Specialists state that having to deal with Employee Profit Sharing (PTU) in companies without losing competitiveness led organizations to search for alternatives that would allow them to cope with labor costs, “this is how insourcing was born”; therefore, the reform to subcontracting makes it essential to revise that percentage of 10% that is currently granted.

As part of the proposals that were placed on the discussion table in regard to the reform on subcontracting matters being discussed in the House of Representatives, we find capping that benefit to the workers at 30 days. However, government representation maintained that this is not the time to address this matter, but rather after the approval of the reform.

At the time, Lorenzo Roel, representative of the CCE [Business Coordinating Council], stated that “the authorities representing the federal government have acknowledged that, in order to have the effects of the reform, it is advisable to establish a cap in regard to profit sharing, a point the sector agrees with.”

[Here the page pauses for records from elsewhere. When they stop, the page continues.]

impl ChatCoordinator {
    /// Create a coordinator writing through `store`.
    #[must_use]
    pub fn new(store: Arc<dyn TicketStore>, clock: Arc<dyn Clock>) -> Self {
        Self {
            store,
            clock,
            rooms: RwLock::new(HashMap::new()),
            connections: StdMutex::new(HashMap::new()),
            next_connection: AtomicU64::new(1),
        }
    }

    /// Allocate a connection handle and the receiver its socket drains.
    pub fn connect(&self) -> (ConnectionId, UnboundedReceiver<ChatBroadcast>) {
        let id = ConnectionId(self.next_connection.fetch_add(1, Ordering::Relaxed));
        let (outbox, inbox) = unbounded_channel();

        self.connections_guard().insert(
            id,
            Connection {
                outbox,
                rooms: HashSet::new(),
            },
        );
        ChatMetrics::connection_opened();
        tracing::debug!(connection = %id, "Chat connection opened");

        (id, inbox)
    }

    /// Join `protocol`'s room as `display_name`.
    ///
    /// Records `"<name> entered the chat"` and broadcasts it to every member,
    /// the joiner included. Joining twice keeps one membership and records
    /// the event again.
    ///
    /// # Errors
    ///
    /// - [`HelpdeskError::Validation`] if the display name is empty
    /// - [`HelpdeskError::NotFound`] if the connection or ticket does not exist
    /// - [`HelpdeskError::Database`] if the event cannot be stored (membership is rolled back)
    #[tracing::instrument(skip_all, fields(connection = %connection, room = %protocol))]
    pub async fn join(
        &self,
        connection: ConnectionId,
        protocol: &Protocol,
        display_name: &str,
    ) -> Result<Message> {
        let display_name = display_name.trim();
        if display_name.is_empty() {
            return Err(HelpdeskError::Validation("display name is required".to_string()));
        }

        let outbox = self.outbox(connection)?;
        if self.store.find_ticket(protocol).await?.is_none() {
            return Err(HelpdeskError::ticket_not_found(protocol.as_str()));
        }

        let (handle, mut room) = self.lock_open_room(protocol).await;

        // Record the room on the connection first so a disconnect always sees it.
        let listed = self
            .connections_guard()
            .get_mut(&connection)
            .map(|entry| !entry.rooms.insert(protocol.clone()));
        let Some(already_listed) = listed else {
            self.release_room(protocol, &handle, room).await;
            return Err(HelpdeskError::NotFound {
                resource: "connection",
                key: connection.to_string(),
            });
        };

        let previous = room.members.insert(
            connection,
            Member {
                display_name: display_name.to_string(),
                outbox,
            },
        );

        let event = NewMessage::event(
            protocol.clone(),
            format!("{display_name} entered the chat"),
            self.clock.now(),
        );
        let message = match self.store.append_message(event).await {
            Ok(message) => message,
            Err(error) => {
                match previous {
                    Some(previous) => {
                        room.members.insert(connection, previous);
                    },
                    None => {
                        room.members.remove(&connection);
                        if !already_listed {
                            if let Some(entry) = self.connections_guard().get_mut(&connection) {
                                entry.rooms.remove(protocol);
                            }
                        }
                    },
                }
                self.release_room(protocol, &handle, room).await;
                return Err(error);
            },
        };

        room.broadcast(&message);
        drop(room);

        ChatMetrics::record_join();
        tracing::info!(display_name, "Joined chat room");
        Ok(message)
    }

    /// Leave `protocol`'s room.
    ///
    /// Records `"<name> left the chat"` and broadcasts it to the remaining
    /// members. Returns `None` if the connection was not a member.
    ///
    /// # Errors
    ///
    /// Returns [`HelpdeskError::Database`] if the event cannot be stored. The
    /// membership is removed regardless.
    #[tracing::instrument(skip_all, fields(connection = %connection, room = %protocol))]
    pub async fn leave(&self, connection: ConnectionId, protocol: &Protocol) -> Result<Option<Message>> {
        if let Some(entry) = self.connections_guard().get_mut(&connection) {
            entry.rooms.remove(protocol);
        }

        let Some(room_handle) = self.room(protocol).await else {
            return Ok(None);
        };

        let mut room = Arc::clone(&room_handle).lock_owned().await;
        let Some(member) = room.members.remove(&connection) else {
            return Ok(None);
        };

        let event = NewMessage::event(
            protocol.clone(),
            format!("{} left the chat", member.display_name),
            self.clock.now(),
        );
        let result = self.store.append_message(event).await;
        if let Ok(message) = &result {
            room.broadcast(message);
        }
        self.release_room(protocol, &room_handle, room).await;

        tracing::info!(display_name = %member.display_name, "Left chat room");
        result.map(Some)
    }

    /// Tear a connection down, leaving every room it joined.
    ///
    /// Failures to record individual leave events are logged.
    pub async fn disconnect(&self, connection: ConnectionId) {
        let rooms = self
            .connections_guard()
            .get(&connection)
            .map(|c| c.rooms.iter().cloned().collect::<Vec<_>>())
            .unwrap_or_default();

        for protocol in rooms {
            if let Err(error) = self.leave(connection, &protocol).await {
                tracing::warn!(
                    connection = %connection,
                    room = %protocol,
                    error = %error,
                    "Failed to record implicit leave"
                );
            }
        }

        if self.connections_guard().remove(&connection).is_some() {
            ChatMetrics::connection_closed();
            tracing::debug!(connection = %connection, "Chat connection closed");
        }
    }

    /// Send a chat message to `protocol`'s room.
    ///
    /// The message is stored, then delivered to every member including the
    /// sender.
    ///
    /// # Errors
    ///
    /// - [`HelpdeskError::Validation`] if the text is blank
    /// - [`HelpdeskError::NotMember`] if the connection has not joined the room
    /// - [`HelpdeskError::Database`] if the message cannot be stored (nothing is broadcast)
    #[tracing::instrument(skip_all, fields(connection = %connection, room = %protocol))]
    pub async fn send(
        &self,
        connection: ConnectionId,
        protocol: &Protocol,
        author: &str,
        text: &str,
    ) -> Result<Message> {
        if text.trim().is_empty() {
            return Err(HelpdeskError::Validation("message text is required".to_string()));
        }

        let not_member = || HelpdeskError::NotMember {
            room: protocol.to_string(),
        };
        let room = self.room(protocol).await.ok_or_else(not_member)?;
        let mut room = room.lock().await;

        let author = match room.members.get(&connection) {
            Some(_) if !author.trim().is_empty() => author.trim().to_string(),
            Some(member) => member.display_name.clone(),
            None => return Err(not_member()),
        };

        let message = self
            .store
            .append_message(NewMessage {
                ticket_protocol: protocol.clone(),
                author,
                content: text.to_string(),
                sent_at: self.clock.now(),
                kind: MessageKind::Chat,
            })
            .await?;

        let delivered = room.broadcast(&message);
        ChatMetrics::record_message();
        tracing::debug!(message_id = message.id, delivered, "Chat message broadcast");

        Ok(message)
    }

    /// Run a ticket write under `protocol`'s room lock and broadcast the
    /// messages it stored before releasing the lock.
    ///
    /// Chat sends to the room wait for the write, so members receive the
    /// write's messages in the order they were stored.
    ///
    /// # Errors
    ///
    /// Whatever `commit` fails with. Nothing is broadcast then.
    pub async fn commit_and_publish<F, Fut>(&self, protocol: &Protocol, commit: F) -> Result<Applied>
    where
        F: FnOnce() -> Fut,
        Fut: Future<Output = Result<Applied>>,
    {
        let (handle, mut room) = self.lock_open_room(protocol).await;

        let result = commit().await;
        if let Ok(applied) = &result {
            for message in &applied.messages {
                room.broadcast(message);
            }
        }

        self.release_room(protocol, &handle, room).await;
        result
    }

    /// Number of members currently in `protocol`'s room.
    pub async fn members(&self, protocol: &Protocol) -> usize {
        match self.room(protocol).await {
            Some(room) => room.lock().await.members.len(),
            None => 0,
        }
    }

    /// Number of open connections.
    #[must_use]
    pub fn connections(&self) -> usize {
        self.connections_guard().len()
    }

    fn connections_guard(&self) -> std::sync::MutexGuard<'_, HashMap<ConnectionId, Connection>> {
        self.connections.lock().unwrap_or_else(PoisonError::into_inner)
    }

    fn outbox(&self, connection: ConnectionId) -> Result<UnboundedSender<ChatBroadcast>> {
        self.connections_guard()
            .get(&connection)
            .map(|c| c.outbox.clone())
            .ok_or_else(|| HelpdeskError::NotFound {
                resource: "connection",
                key: connection.to_string(),
            })
    }

    /// Lock `protocol`'s room, creating it if needed. Never returns a room
    /// that is being removed.
    async fn lock_open_room(&self, protocol: &Protocol) -> (Arc<Mutex<Room>>, OwnedMutexGuard<Room>) {
        loop {
            let handle = self.room_or_create(protocol).await;
            let room = Arc::clone(&handle).lock_owned().await;
            if !room.closed {
                return (handle, room);
            }
            drop(room);
            self.remove_room(protocol, &handle).await;
        }
    }

    /// Unlock a room, removing it if nobody is left in it.
    async fn release_room(&self, protocol: &Protocol, handle: &Arc<Mutex<Room>>, mut room: OwnedMutexGuard<Room>) {
        let empty = room.members.is_empty();
        if empty {
            room.closed = true;
        }
        drop(room);
        if empty {
            self.remove_room(protocol, handle).await;
        }
    }

    async fn room(&self, protocol: &Protocol) -> Option<Arc<Mutex<Room>>> {
        self.rooms.read().await.get(protocol).cloned()
    }

    async fn room_or_create(&self, protocol: &Protocol) -> Arc<Mutex<Room>> {
        if let Some(room) = self.room(protocol).await {
            return room;
        }
        let mut rooms = self.rooms.write().await;
        Arc::clone(rooms.entry(protocol.clone()).or_default())
    }

    async fn remove_room(&self, protocol: &Protocol, closed: &Arc<Mutex<Room>>) {
        let mut rooms = self.rooms.write().await;
        if rooms.get(protocol).is_some_and(|current| Arc::ptr_eq(current, closed)) {
            rooms.remove(protocol);
        }
    }
}
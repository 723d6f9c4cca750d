//! SMTP notifier using Lettre.

use super::{NotificationEmail, RecipientPolicy};
use futures::future::join_all;
use helpdesk_core::store::BoxFuture;
use helpdesk_core::{EventKind, HelpdeskError, Notifier, Result, Ticket};
use lettre::message::Mailbox;
use lettre::message::header::ContentType;
use lettre::transport::smtp::authentication::Credentials;
use lettre::{AsyncSmtpTransport, AsyncTransport, Message, Tokio1Executor};

/// SMTP connection settings.
#[derive(Debug, Clone, PartialEq, Eq)]
pub struct SmtpSettings {
    /// SMTP server address (e.g., "smtp.gmail.com").
    pub host: String,
    /// SMTP server port (usually 587 for STARTTLS).
    pub port: u16,
    /// Authentication username.
    pub username: Option<String>,
    /// Authentication password.
    pub password: Option<String>,
    /// Sender email address.
    pub from_email: String,
    /// Sender display name.
    pub from_name: String,
    /// Upgrade the connection with STARTTLS. Disable only for local relays.
    pub starttls: bool,
}

/// Sends notification emails over SMTP.
///
/// One message is sent per recipient. Every failed recipient is logged; the
/// call fails if any recipient failed.
#[derive(Clone)]
pub struct SmtpNotifier {
    transport: AsyncSmtpTransport<Tokio1Executor>,
    from: Mailbox,
    policy: RecipientPolicy,
}

impl SmtpNotifier {
    /// Create a new SMTP notifier.
    ///
    /// # Errors
    ///
    /// Returns [`HelpdeskError::NotificationDelivery`] if the relay or sender
    /// address is invalid.
    pub fn new(settings: SmtpSettings, policy: RecipientPolicy) -> Result<Self> {
        let builder = if settings.starttls {
            AsyncSmtpTransport::<Tokio1Executor>::starttls_relay(&settings.host)
                .map_err(|e| HelpdeskError::NotificationDelivery(format!("SMTP relay error: {e}")))?
        } else {
            AsyncSmtpTransport::<Tokio1Executor>::builder_dangerous(&settings.host)
        };

        let builder = builder.port(settings.port);
        let transport = match (settings.username, settings.password) {
            (Some(username), Some(password)) => {
                builder.credentials(Credentials::new(username, password)).build()
            },
            _ => builder.build(),
        };

        let from = format!("{} <{}>", settings.from_name, settings.from_email)
            .parse::<Mailbox>()
            .map_err(|e| HelpdeskError::NotificationDelivery(format!("Invalid from address: {e}")))?;

        Ok(Self {
            transport,
            from,
            policy,
        })
    }

    async fn send_one(&self, to: &str, email: &NotificationEmail) -> Result<()> {
        let message = Message::builder()
            .from(self.from.clone())
            .to(to
                .parse()
                .map_err(|e| HelpdeskError::NotificationDelivery(format!("Invalid to address {to}: {e}")))?)
            .subject(email.subject.clone())
            .header(ContentType::TEXT_HTML)
            .body(email.html_body.clone())
            .map_err(|e| HelpdeskError::NotificationDelivery(format!("Failed to build email: {e}")))?;

        self.transport
            .send(message)
            .await
            .map(|_| ())
            .map_err(|e| HelpdeskError::NotificationDelivery(format!("Failed to send email to {to}: {e}")))
    }
}

impl Notifier for SmtpNotifier {
    fn notify<'a>(&'a self, ticket: &'a Ticket, kind: EventKind) -> BoxFuture<'a, Result<()>> {
        Box::pin(async move {
            let recipients = self.policy.recipients(ticket, kind);
            let email = NotificationEmail::render(ticket, kind);

            let results = join_all(recipients.iter().map(|to| self.send_one(to, &email))).await;

            let failures: Vec<String> = results
                .into_iter()
                .filter_map(|result| result.err())
                .map(|error| {
                    tracing::warn!(protocol = %ticket.protocol, error = %error, "Email recipient failed");
                    error.to_string()
                })
                .collect();

            if failures.is_empty() {
                Ok(())
            } else {
                Err(HelpdeskError::NotificationDelivery(format!(
                    "{} of {} recipients failed",
                    failures.len(),
                    recipients.len()
                )))
            }
        })
    }
}

impl std::fmt::Debug for SmtpNotifier {
    fn fmt(&self, f: &mut std::fmt::Formatter<'_>) -> std::fmt::Result {
        f.debug_struct("SmtpNotifier")
            .field("from", &self.from)
            .field("policy", &self.policy)
            .finish_non_exhaustive()
    }
}

#[cfg(test)]
#[allow(clippy::unwrap_used, clippy::expect_used)] // Test code can use unwrap/expect
mod tests {
    use super::*;

    fn settings() -> SmtpSettings {
        SmtpSettings {
            host: "localhost".to_string(),
            port: 2525,
            username: None,
            password: None,
            from_email: "noreply@helpdesk.test".to_string(),
            from_name: "Helpdesk".to_string(),
            starttls: false,
        }
    }

    #[test]
    fn test_builds_plain_transport() {
        assert!(SmtpNotifier::new(settings(), RecipientPolicy::default()).is_ok());
    }

    #[test]
    fn test_rejects_invalid_sender() {
        let mut bad = settings();
        bad.from_email = "not an address".to_string();

        let err = SmtpNotifier::new(bad, RecipientPolicy::default()).unwrap_err();
        assert!(matches!(err, HelpdeskError::NotificationDelivery(_)));
    }
}
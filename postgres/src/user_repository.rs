//! `PostgreSQL` user repository.

use crate::map_db_error;
use chrono::Utc;
use helpdesk_core::store::{BoxFuture, UserRepository};
use helpdesk_core::{NewUser, Result, User, UserId};
use sqlx::postgres::PgRow;
use sqlx::{PgPool, Row};
use uuid::Uuid;

/// [`UserRepository`] backed by the `users` table.
#[derive(Clone, Debug)]
pub struct PostgresUserRepository {
    pool: PgPool,
}

impl PostgresUserRepository {
    /// Create a repository over an existing pool.
    #[must_use]
    pub const fn new(pool: PgPool) -> Self {
        Self { pool }
    }

    fn row_to_user(row: &PgRow) -> Result<User> {
        Ok(User {
            id: UserId::from_uuid(row.try_get("id").map_err(|e| map_db_error("Bad user row", e))?),
            name: row.try_get("name").map_err(|e| map_db_error("Bad user row", e))?,
            email: row.try_get("email").map_err(|e| map_db_error("Bad user row", e))?,
            password_hash: row.try_get("password_hash").map_err(|e| map_db_error("Bad user row", e))?,
            is_admin: row.try_get("is_admin").map_err(|e| map_db_error("Bad user row", e))?,
            created_at: row.try_get("created_at").map_err(|e| map_db_error("Bad user row", e))?,
        })
    }
}

impl UserRepository for PostgresUserRepository {
    fn create_user(&self, user: NewUser) -> BoxFuture<'_, Result<User>> {
        Box::pin(async move {
            let user = User {
                id: UserId::new(),
                name: user.name,
                email: user.email,
                password_hash: user.password_hash,
                is_admin: user.is_admin,
                created_at: Utc::now(),
            };

            sqlx::query(
                r"
                INSERT INTO users (id, name, email, password_hash, is_admin, created_at)
                VALUES ($1, $2, $3, $4, $5, $6)
                ",
            )
            .bind(user.id.as_uuid())
            .bind(&user.name)
            .bind(&user.email)
            .bind(&user.password_hash)
            .bind(user.is_admin)
            .bind(user.created_at)
            .execute(&self.pool)
            .await
            .map_err(|e| map_db_error("Failed to create user", e))?;

            tracing::info!(user_id = %user.id, is_admin = user.is_admin, "User created");

            Ok(user)
        })
    }

    fn find_by_email<'a>(&'a self, email: &'a str) -> BoxFuture<'a, Result<Option<User>>> {
        Box::pin(async move {
            let row = sqlx::query(
                r"
                SELECT id, name, email, password_hash, is_admin, created_at
                FROM users
                WHERE email = $1
                ",
            )
            .bind(email)
            .fetch_optional(&self.pool)
            .await
            .map_err(|e| map_db_error("Failed to load user", e))?;

            row.as_ref().map(Self::row_to_user).transpose()
        })
    }

    fn find_by_id(&self, id: UserId) -> BoxFuture<'_, Result<Option<User>>> {
        Box::pin(async move {
            let uuid: Uuid = *id.as_uuid();
            let row = sqlx::query(
                r"
                SELECT id, name, email, password_hash, is_admin, created_at
                FROM users
                WHERE id = $1
                ",
            )
            .bind(uuid)
            .fetch_optional(&self.pool)
            .await
            .map_err(|e| map_db_error("Failed to load user", e))?;

            row.as_ref().map(Self::row_to_user).transpose()
        })
    }
}
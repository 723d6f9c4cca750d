//! Realtime chat channel.
//!
//! One WebSocket carries any number of room memberships. Frames are JSON
//! objects tagged by `type`.
//!
//! **Client → Server:**
//! ```json
//! {"type": "join", "username": "Ana", "room": "TICKET-20250101090000"}
//! {"type": "message", "room": "TICKET-20250101090000", "author": "Ana", "text": "Hello"}
//! {"type": "leave", "username": "Ana", "room": "TICKET-20250101090000"}
//! ```
//!
//! **Server → Client:**
//! ```json
//! {"type": "message", "room": "...", "author": "...", "text": "...", "kind": "chat", ...}
//! {"type": "error", "message": "You have not joined TICKET-20250101090000"}
//! ```
//!
//! Staff connect with `?token=<session token>`; their display name and
//! author label are then taken from the session, not the frame. Closing the
//! socket leaves every joined room once the frame being applied, if any,
//! has been stored.

use crate::error::AppError;
use crate::state::AppState;
use axum::{
    extract::{
        Query, State, WebSocketUpgrade,
        ws::{Message as WsMessage, WebSocket},
    },
    response::Response,
};
use futures::{SinkExt, Stream, stream::StreamExt};
use helpdesk_core::{Actor, Protocol, Result};
use helpdesk_runtime::{ChatBroadcast, ChatCoordinator, ConnectionId};
use serde::{Deserialize, Serialize};
use std::sync::Arc;
use tokio::sync::Notify;
use tokio::sync::mpsc::{UnboundedReceiver, UnboundedSender, unbounded_channel};
use tracing::{debug, info, warn};

/// Frame sent by the client.
#[derive(Debug, Clone, PartialEq, Eq, Serialize, Deserialize)]
#[serde(tag = "type", rename_all = "lowercase")]
pub enum ClientFrame {
    /// Enter a ticket's room.
    Join {
        /// Display name announced to the room.
        username: String,
        /// Ticket protocol.
        room: Protocol,
    },
    /// Leave a ticket's room.
    Leave {
        /// Display name (informational; the joined name is used).
        #[serde(default)]
        username: String,
        /// Ticket protocol.
        room: Protocol,
    },
    /// Post to a joined room.
    Message {
        /// Ticket protocol.
        room: Protocol,
        /// Author label. Blank falls back to the joined name.
        #[serde(default)]
        author: String,
        /// Body.
        text: String,
    },
}

/// Frame sent by the server.
#[derive(Debug, Clone, PartialEq, Eq, Serialize, Deserialize)]
#[serde(tag = "type", rename_all = "lowercase")]
pub enum ServerFrame {
    /// A message delivered to a room the connection is in.
    Message(ChatBroadcast),
    /// A frame from this connection was rejected.
    Error {
        /// What went wrong
        message: String,
    },
}

/// Query string of the upgrade request.
#[derive(Debug, Default, Deserialize)]
pub struct ConnectParams {
    /// Staff session token.
    pub token: Option<String>,
}

/// One connection's view of the chat coordinator.
pub struct ChatSession {
    chat: Arc<ChatCoordinator>,
    connection: ConnectionId,
    staff: Option<Actor>,
}

impl ChatSession {
    /// Register a connection. The receiver yields everything delivered to
    /// the rooms it joins.
    #[must_use]
    pub fn open(chat: Arc<ChatCoordinator>, staff: Option<Actor>) -> (Self, UnboundedReceiver<ChatBroadcast>) {
        let (connection, inbox) = chat.connect();
        (
            Self {
                chat,
                connection,
                staff,
            },
            inbox,
        )
    }

    /// Connection handle.
    #[must_use]
    pub const fn connection(&self) -> ConnectionId {
        self.connection
    }

    /// Apply one client frame.
    ///
    /// # Errors
    ///
    /// Whatever the coordinator rejects the frame with.
    pub async fn handle(&self, frame: ClientFrame) -> Result<()> {
        match frame {
            ClientFrame::Join { username, room } => {
                let name = self.staff.as_ref().map_or(username, Actor::label);
                self.chat.join(self.connection, &room, &name).await?;
            },
            ClientFrame::Leave { room, .. } => {
                self.chat.leave(self.connection, &room).await?;
            },
            ClientFrame::Message { room, author, text } => {
                let author = self.staff.as_ref().map_or(author, Actor::label);
                self.chat.send(self.connection, &room, &author, &text).await?;
            },
        }
        Ok(())
    }

    /// Parse and apply a text frame. Returns the error frame to send back,
    /// if any.
    pub async fn handle_text(&self, text: &str) -> Option<ServerFrame> {
        let frame = match serde_json::from_str::<ClientFrame>(text) {
            Ok(frame) => frame,
            Err(e) => {
                debug!(connection = %self.connection, error = %e, "Malformed chat frame");
                return Some(ServerFrame::Error {
                    message: format!("Invalid frame: {e}"),
                });
            },
        };

        match self.handle(frame).await {
            Ok(()) => None,
            Err(e) if e.is_user_error() => Some(ServerFrame::Error { message: e.to_string() }),
            Err(e) => {
                warn!(connection = %self.connection, error = %e, "Chat frame failed");
                Some(ServerFrame::Error {
                    message: "The message could not be processed".to_string(),
                })
            },
        }
    }

    /// Leave every joined room and release the connection.
    pub async fn close(self) {
        self.chat.disconnect(self.connection).await;
    }
}

/// `GET /api/ws`: upgrade to the chat channel.
///
/// # Errors
///
/// 401 if a `token` is given but does not resolve to a session.
pub async fn handle(
    ws: WebSocketUpgrade,
    State(state): State<AppState>,
    Query(params): Query<ConnectParams>,
) -> std::result::Result<Response, AppError> {
    let staff = match params.token.as_deref().map(str::trim).filter(|t| !t.is_empty()) {
        Some(token) => Some(state.gateway.resolve(token).await?),
        None => None,
    };

    info!(staff = staff.is_some(), "Chat connection requested");
    let chat = Arc::clone(&state.chat);
    Ok(ws.on_upgrade(move |socket| handle_socket(socket, chat, staff)))
}

fn encode(frame: &ServerFrame) -> Option<WsMessage> {
    match serde_json::to_string(frame) {
        Ok(json) => Some(WsMessage::Text(json)),
        Err(e) => {
            warn!(error = %e, "Failed to serialize chat frame");
            None
        },
    }
}

/// Apply inbound frames until the client goes away or `shutdown` fires.
///
/// `shutdown` is only observed between frames, so a frame being applied is
/// always finished.
async fn read_frames<S>(session: &ChatSession, mut frames: S, shutdown: &Notify, errors: &UnboundedSender<ServerFrame>)
where
    S: Stream<Item = std::result::Result<WsMessage, axum::Error>> + Unpin,
{
    loop {
        let next = tokio::select! {
            biased;
            () = shutdown.notified() => {
                debug!("Chat send side closed");
                break;
            },
            next = frames.next() => next,
        };
        let Some(Ok(msg)) = next else {
            break;
        };

        match msg {
            WsMessage::Text(text) => {
                if let Some(error) = session.handle_text(&text).await {
                    if errors.send(error).is_err() {
                        break;
                    }
                }
            },
            WsMessage::Binary(_) => warn!("Received unexpected binary frame"),
            WsMessage::Ping(_) | WsMessage::Pong(_) => {},
            WsMessage::Close(_) => {
                debug!("Client requested close");
                break;
            },
        }
    }
    debug!("Chat receive task terminated");
}

/// Pump one socket until either side goes away.
async fn handle_socket(socket: WebSocket, chat: Arc<ChatCoordinator>, staff: Option<Actor>) {
    let (session, mut inbox) = ChatSession::open(chat, staff);
    let connection = session.connection();
    info!(%connection, "Chat connection established");

    let (mut sender, receiver) = socket.split();
    let (error_tx, mut error_rx) = unbounded_channel::<ServerFrame>();
    let shutdown = Arc::new(Notify::new());

    let mut send_task = tokio::spawn(async move {
        loop {
            let frame = tokio::select! {
                Some(broadcast) = inbox.recv() => ServerFrame::Message(broadcast),
                Some(error) = error_rx.recv() => error,
                else => break,
            };
            let Some(message) = encode(&frame) else {
                continue;
            };
            if sender.send(message).await.is_err() {
                break;
            }
        }
        debug!("Chat send task terminated");
    });

    let session = Arc::new(session);
    let reader = Arc::clone(&session);
    let stop = Arc::clone(&shutdown);
    let mut recv_task = tokio::spawn(async move {
        read_frames(&reader, receiver, &stop, &error_tx).await;
    });

    let client_gone = tokio::select! {
        _ = (&mut send_task) => false,
        _ = (&mut recv_task) => true,
    };
    if client_gone {
        send_task.abort();
    } else {
        // Let the frame in progress finish before tearing the session down.
        shutdown.notify_one();
        let _ = recv_task.await;
    }

    match Arc::try_unwrap(session) {
        Ok(session) => session.close().await,
        Err(session) => session.chat.disconnect(connection).await,
    }

    info!(%connection, "Chat connection closed");
}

In the same vein, Nadia González, representative of Index, said that “the regime of participation of the workers in the company’s profits must be reformed jointly and comprehensively, thus encouraging, once and for all, the use of subcontracting and certain insourcing schemes. To this effect, we propose to limit profits, capping them at 3 months of the base salary or, otherwise, establishing differentiated percentages between industrial sectors and branches. A service company, a maquila company is not the same as hydrocarbon company. Another option is to effectively link PTU with productivity and with the performance of companies and of workers on an individual basis.”

Oscar de la Vega, partner of the D&M Abogados Firm, explained that, given that competitiveness in the country will be affected due to the change in the subcontracting reform, the National Commission on PTU must conduct a serious analysis on the 10% that companies must allocate for the payment of profit sharing to the workers, this percentage has not changed since 1986 and we are in a completely different country.

“Labor costs, 35% of income tax plus 2% in dividends among them, and now we add this 10% in a pyramidal manner, you are talking of a cost of doing business in the country that reaches about 47% for companies which, compared to that of the United states, which is of 20%, makes us lose our competitiveness”, he said.

Therefore, this is why many companies have resorted to outsourcing or subcontracting modes, “very particularly under schemes of service companies within the same group, insourcing, or by third parties, outsourcing, in order to partially lessen the effects of profit sharing and reducing their costs in some of the activities they perform in order to continue being competitive, ensuring their progress and viability.”

He explained that the percentage is not in line with the current situation, “this 10% is extremely high, the Sixth National Commission on PTU should have adjusted this percentage to the current reality, and now we will see how companies have to reinvent themselves.”